The curious boy insists on accompanying his mother but gets more than he bargained for, and Laâbi’s description of the rite, with its clouds of cloying incense, frenzied music and dancing, which overwhelm Namouss and cause him to faint, provides one of the most vivid and intense set pieces in a novel that is rich with them:
[Namouss’s] gaze is then drawn to a group of women dancing in the middle of the room. Dancing is not quite the word for it. Their agitation has nothing to do with swaying arms and hips or quivering bellies and shoulders, movements Namouss associated with dance as he knew it, the sort that women threw themselves into with a coquettish air at fêtes and festivities. Instead, the only movement these women are making is snapping their heads back and forth in an increasingly staccato rhythm the rest of their bodies remain immobile, except for when one of them sinks to her knees and begins shaking her torso back and forth with extraordinary strength. Freed from her head scarf, her hair would fall free and toss back and forth, then it began to fly around like a giant eagle experiencing turbulence in flight. Inspired by this ecstasy, the Gnaoua musicians play faster and faster, shouting hoarse sounds to egg the women on. The women reply by ululating in unison. At its climax, the ceremony takes an unexpected turn: A young female spectator leaps into the middle of the ring, and as if she’s been bitten by a scorpion, collapses on to the ground. Gripped by convulsions, she starts rolling and wriggling every which way on the floor. At this sight, a few dancers who haven’t yet lost all sense of reason run over to her, but instead of calming her down, they merely restrict her freedom of movement by surrounding her in a tighter circle. In doing so, these women look not only delighted but even envious of this ‘poor epileptic.’
Finally, beyond its alluring, kaleidoscopic mise en scène, this novel is also about the author’s birth as a writer, evidenced explicitly––by passages about his fascination for and growing love of books which bring foreign lands to his awareness:
Not only could he understand what he was reading but he was even beginning to forge a connection between the written words and the images associated with them: images shrouded in mystery and which seemed to come from another world – houses unlike any he’d ever seen, with plenty of space between them, topped by chimneys where smoke rose like a snake into the air, and surrounded by gardens where blond, chubby-cheeked children played on a seesaw.
––and implicitly by the resultant masterly compositions which paint glorious pictures of life in Fez, The Bottom of the Jar itself, replete with comedy and well-timed, properly proportioned injections of pathos, constructed on vivid, detailed, imagistic descriptions festooned with lively similes and finely wrought extended metaphors.
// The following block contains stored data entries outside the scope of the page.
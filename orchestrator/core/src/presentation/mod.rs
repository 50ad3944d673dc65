// Copyright (c) 2026 100monkeys.ai
// SPDX-License-Identifier: AGPL-3.0
//! # Presentation Layer
//!
//! HTTP surface that translates external requests into calls on the
//! [`AgentLifecycleService`](crate::application::agent::AgentLifecycleService).
//! No business logic lives here.
//!
//! | Route | Description |
//! |-------|-------------|
//! | `GET /health` | liveness |
//! | `POST /api/v1/agents` | deploy an agent |
//! | `GET /api/v1/agents` | list running agents |
//! | `GET /api/v1/agents/{id}` | live status of one agent |
//! | `POST /api/v1/agents/{id}/stop` | stop and remove an agent |
//! | `POST /api/v1/agents/{id}/predict` | proxy a prediction request |

pub mod api;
It’s a novel that patiently elaborates a fascinating coming of age story, masterfully buffering its more sharp-edged historical concerns with Namouss’s naïveté and Laâbi’s deep love of life.
A classic novel of modern Moroccan literature, The Bottom of the Jar is an endless wellspring, a bottomless jar of riches, humane, hilarious, spicy and ribald, deeply captivating, always charming, never offensive––a serious, meticulously crafted memoir of revelatory erudition that superbly blends and balances the political, philosophical, and picturesque.